I normally don't respond to trolls, especially ones that invent alternative
facts from whole cloth, but I'll make an exception for you. Feel special?

EDIT: after checking out the rest of your contributions to this site, it seems
your standard approach is to state your opinions as proven facts, from your
hilarious "Balloon Theory" of how blenders remove fiber from food, to your
dumbfoundingly ahistorical slander that the Second Amendment was written
specifically to appease slaveholding Southerners.

Please try to adjust your approach. You'll find a much more receptive audience
here if you admit that some things are just your personal perspective.

------
teekert
I find it strange that Ayn Rand is not mentioned, she seems to be at the birth
of this as well. I still believe strongly in her philosophy, her philosophy is
pure but it was corrupted by such things as lobbying.
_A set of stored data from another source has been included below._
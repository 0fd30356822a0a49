//! # News Clusters
//!
//! Scrapes the BBC News World front page, extracts each story teaser and
//! groups the stories into topical clusters.
//!
//! ## Usage
//!
//! ```sh
//! news_clusters scrape              # fetch + store bbc_articles.json
//! news_clusters cluster -k 6        # load + cluster + print Markdown
//! news_clusters run                 # everything, k = 3 by default
//! ```
//!
//! ## Architecture
//!
//! The application is a linear pipeline:
//! 1. **Fetching**: One GET of the source page, with a bounded timeout
//! 2. **Extraction**: Promo containers become articles, deduplicated by link
//! 3. **Storage**: The article list overwrites a pretty-printed JSON file
//! 4. **Clustering**: TF-IDF vectors partitioned by seeded k-means
//! 5. **Output**: A Markdown report of articles and clusters
//!
//! `scrape` runs steps 1-3, `cluster` loads the store and runs 4-5, `run` does all five.

use clap::Parser;
use std::error::Error;
use std::path::Path;
use std::time::Duration;
use tracing::{debug, error, info, instrument, warn};
use tracing_subscriber::{EnvFilter, fmt as tfmt};
use url::Url;

mod cli;
mod clustering;
mod config;
mod error;
mod models;
mod outputs;
mod scrapers;
mod utils;

use cli::{Cli, Command};
use clustering::text::Stopwords;
use clustering::{ClusterOptions, Clusterer};
use config::Config;
use error::{AppError, FetchError};
use models::{Article, ClusterReport};
use outputs::{json, markdown};
use scrapers::{Fetcher, bbc};
use utils::ensure_parent_dir;

#[tokio::main]
async fn main() -> Result<(), Box<dyn Error>> {
    // --- Tracing init ---
    let filter = EnvFilter::try_from_default_env().unwrap_or_else(|_| EnvFilter::new("info"));
    tfmt()
        .with_env_filter(filter)
        .with_target(true)
        .with_file(false)
        .with_line_number(false)
        .with_writer(std::io::stderr)
        .with_timer(tracing_subscriber::fmt::time::UtcTime::rfc_3339())
        .init();

    let start_time = std::time::Instant::now();
    info!("news_clusters starting up");

    let args = Cli::parse();
    debug!(?args, "Parsed CLI arguments");

    if let Err(e) = run(args).await {
        error!(error = %e, "Run failed");
        return Err(e.into());
    }

    let elapsed = start_time.elapsed();
    info!(
        ?elapsed,
        secs = elapsed.as_secs(),
        millis = elapsed.subsec_millis(),
        "Execution complete"
    );
    Ok(())
}

async fn run(args: Cli) -> Result<(), AppError> {
    let mut config = Config::load_or_default(args.config.as_deref())?;
    args.apply(&mut config);

    match &args.command {
        Command::Scrape(scrape_args) => {
            scrape_args.apply(&mut config);
            scrape(&config).await?;
        }
        Command::Cluster(cluster_args) => {
            cluster_args.apply(&mut config);
            let stopwords = init_stopwords(&config)?;
            let articles = json::load_articles(&config.store).await?;
            let options = args.command.cluster_options(&config);
            cluster_and_render(
                articles,
                stopwords,
                options,
                cluster_args.markdown_output.as_deref(),
            )
            .await?;
        }
        Command::Run {
            scrape: scrape_args,
            cluster: cluster_args,
        } => {
            scrape_args.apply(&mut config);
            cluster_args.apply(&mut config);
            let stopwords = init_stopwords(&config)?;
            let articles = scrape(&config).await?;
            let options = args.command.cluster_options(&config);
            cluster_and_render(
                articles,
                stopwords,
                options,
                cluster_args.markdown_output.as_deref(),
            )
            .await?;
        }
    }
    Ok(())
}

/// Load the stopword list once, before any article is processed.
fn init_stopwords(config: &Config) -> Result<Stopwords, AppError> {
    let stopwords = match &config.stopwords {
        Some(path) => Stopwords::from_file(path)?,
        None => Stopwords::english(),
    };
    if stopwords.is_empty() {
        warn!("Stopword list is empty; no words will be filtered");
    }
    Ok(stopwords)
}

/// Fetch, extract and store. Returns the stored articles.
#[instrument(level = "info", skip_all, fields(url = %config.source_url))]
async fn scrape(config: &Config) -> Result<Vec<Article>, AppError> {
    let base_url = Url::parse(&config.source_url).map_err(FetchError::from)?;
    let fetcher = Fetcher::new(Duration::from_secs(config.timeout_secs))?;
    let html = fetcher.fetch(&config.source_url).await?;

    let extraction = bbc::extract_articles(&html, &base_url);
    for failure in &extraction.failures {
        warn!(error = %failure, "Skipped malformed promo container");
    }

    json::save_articles(&config.store, &extraction.articles).await?;
    info!(
        path = %config.store.display(),
        count = extraction.articles.len(),
        "Scrape complete"
    );
    Ok(extraction.articles)
}

#[instrument(level = "info", skip_all, fields(n = articles.len()))]
async fn cluster_and_render(
    mut articles: Vec<Article>,
    stopwords: Stopwords,
    options: ClusterOptions,
    markdown_output: Option<&Path>,
) -> Result<(), AppError> {
    if articles.is_empty() {
        warn!("{}", markdown::NO_ARTICLES_WARNING);
    }

    let clusterer = Clusterer::new(stopwords, options);
    debug!(options = ?clusterer.options(), "Clusterer ready");
    let summary = clusterer.cluster(&mut articles)?;
    let report = ClusterReport::from_articles(&articles, summary.requested, summary.effective);
    let md = markdown::render(&articles, &report);

    match markdown_output {
        Some(path) => {
            ensure_parent_dir(path).await?;
            tokio::fs::write(path, md).await?;
            info!(path = %path.display(), "Wrote Markdown report");
        }
        None => print!("{}", md),
    }
    Ok(())
}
The ruthlessness is the unethical part, not the free market part. Effort and
skill have to be rewarded. But when you add lobbying to the mix, you can be
rewarded without effort of skill or you can be punished even while you show
effort and have skill but lack a strong relation with those currently in power
(the deep state, for lack of a better term, I borrowed it from Zeitgeist (or
weltschmerz (a dutch podcast)), a documentary worth watching although I think
it goes a bit far near the end of part 2 (addendum).)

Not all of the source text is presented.